Computing by hand, we have

dw/dx = 2*((w^2)*input_x-label)*(2*w*input_x)

The output of my example above shows that autograd gives the same result as computed by hand, giving me a reason to believe that it can work in this case. But in a real application, the layer may have inputs and outputs of higher dimensions, a nonlinear activation function after it, and the neural network could have multiple layers.

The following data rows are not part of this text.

use axum::body::Body;
use axum::extract::State;
use axum::http::{Request, StatusCode};
use axum::response::{IntoResponse, Response};
use axum::Json;
use chrono::Utc;
use serde::{Deserialize, Serialize};
use sqlx::PgPool;

use crate::response::json_error;
use crate::routes::split_body;
use crate::state::AppState;

const QUOTES_CONFIG_KEY: &str = "daily_quotes";

const DEFAULT_QUOTES: &[&str] = &[
    "每学会一个单词，就离目标更近一步",
    "一点一滴的积累，终将汇成星辰大海",
    "慢慢来，比较快",
    "今天也要加油哦",
    "学累了就休息一下，不要太辛苦",
    "每一次坚持都是对未来的投资",
    "温故而知新",
    "坚持复习，别让遗忘曲线赢",
];

#[derive(Serialize)]
struct QuotesResponse {
    quotes: Vec<String>,
}

#[derive(Serialize)]
struct UpdateQuotesResponse {
    success: bool,
    quotes: Vec<String>,
}

#[derive(Debug, Deserialize)]
struct UpdateQuotesRequest {
    quotes: Vec<String>,
}

pub async fn get_quotes(State(state): State<AppState>, _req: Request<Body>) -> Response {
    let Some(proxy) = state.db_proxy() else {
        return json_error(
            StatusCode::SERVICE_UNAVAILABLE,
            "SERVICE_UNAVAILABLE",
            "服务不可用",
        )
        .into_response();
    };

    match select_quotes(proxy.pool()).await {
        Ok(Some(quotes)) => Json(QuotesResponse { quotes }).into_response(),
        Ok(None) => Json(QuotesResponse {
            quotes: DEFAULT_QUOTES.iter().map(|s| s.to_string()).collect(),
        })
        .into_response(),
        Err(err) => {
            tracing::warn!(error = %err, "quotes query failed");
            json_error(
                StatusCode::INTERNAL_SERVER_ERROR,
                "INTERNAL_ERROR",
                "服务器内部错误",
            )
            .into_response()
        }
    }
}

pub async fn update_quotes(State(state): State<AppState>, req: Request<Body>) -> Response {
    let (parts, body_bytes) = match split_body(req).await {
        Ok(value) => value,
        Err(res) => return res,
    };

    if let Err(err) = crate::auth::check_admin(&parts.headers, state.config().as_ref()) {
        return err.into_response();
    }

    let payload: UpdateQuotesRequest = match serde_json::from_slice(&body_bytes) {
        Ok(payload) => payload,
        Err(_) => {
            return json_error(
                StatusCode::BAD_REQUEST,
                "VALIDATION_ERROR",
                "quotes 必须是字符串数组",
            )
            .into_response();
        }
    };

    let Some(proxy) = state.db_proxy() else {
        return json_error(
            StatusCode::SERVICE_UNAVAILABLE,
            "SERVICE_UNAVAILABLE",
            "服务不可用",
        )
        .into_response();
    };

    if let Err(err) = upsert_quotes(proxy.pool(), &payload.quotes).await {
        tracing::warn!(error = %err, "quotes update failed");
        return json_error(
            StatusCode::INTERNAL_SERVER_ERROR,
            "INTERNAL_ERROR",
            "服务器内部错误",
        )
        .into_response();
    }

    Json(UpdateQuotesResponse {
        success: true,
        quotes: payload.quotes,
    })
    .into_response()
}

async fn select_quotes(pool: &PgPool) -> Result<Option<Vec<String>>, sqlx::Error> {
    let value: Option<serde_json::Value> =
        sqlx::query_scalar(r#"SELECT "value" FROM "configs" WHERE "key" = $1"#)
            .bind(QUOTES_CONFIG_KEY)
            .fetch_optional(pool)
            .await?
            .flatten();

    Ok(value.and_then(|raw| serde_json::from_value::<Vec<String>>(raw).ok()))
}

async fn upsert_quotes(pool: &PgPool, quotes: &[String]) -> Result<(), sqlx::Error> {
    sqlx::query(
        r#"
        INSERT INTO "configs" ("key", "value", "updatedAt")
        VALUES ($1, $2, $3)
        ON CONFLICT ("key") DO UPDATE SET
          "value" = EXCLUDED."value",
          "updatedAt" = EXCLUDED."updatedAt"
        "#,
    )
    .bind(QUOTES_CONFIG_KEY)
    .bind(serde_json::json!(quotes))
    .bind(Utc::now().naive_utc())
    .execute(pool)
    .await?;
    Ok(())
}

What I want to ask is: can I trust autograd to handle such situation, but a lot more complicated than that in my example? How does it work when a layer is called iteratively?

a_guest :

This will work just fine. From the perspective of the autograd engine this isn't a cyclic application since the resulting computation graph will unwrap the repeated computation as a linear sequence. To illustrate this, for a single layer you might have:

x -----> layer --------+
           ^           |
           |  2 times  |
           +-----------+

From the autograd perspective this looks like:

x ---> layer ---> layer ---> layer

Here layer is the same layer copied 3 times over the graph. This means when computing the gradient for the layer's weights they will be accumulated from all the three stages. So when using backward:

x ---> layer ---> layer ---> layer ---> loss_func
                                            |
       lback <--- lback <--- lback <--------+
         |          |          |
         |          v          |
         +------> weights <----+
                   _grad

Here lback represents the local derivative of the layer forward transformation which uses the upstream gradient as an input. Each one adds to the layer's weights_grad.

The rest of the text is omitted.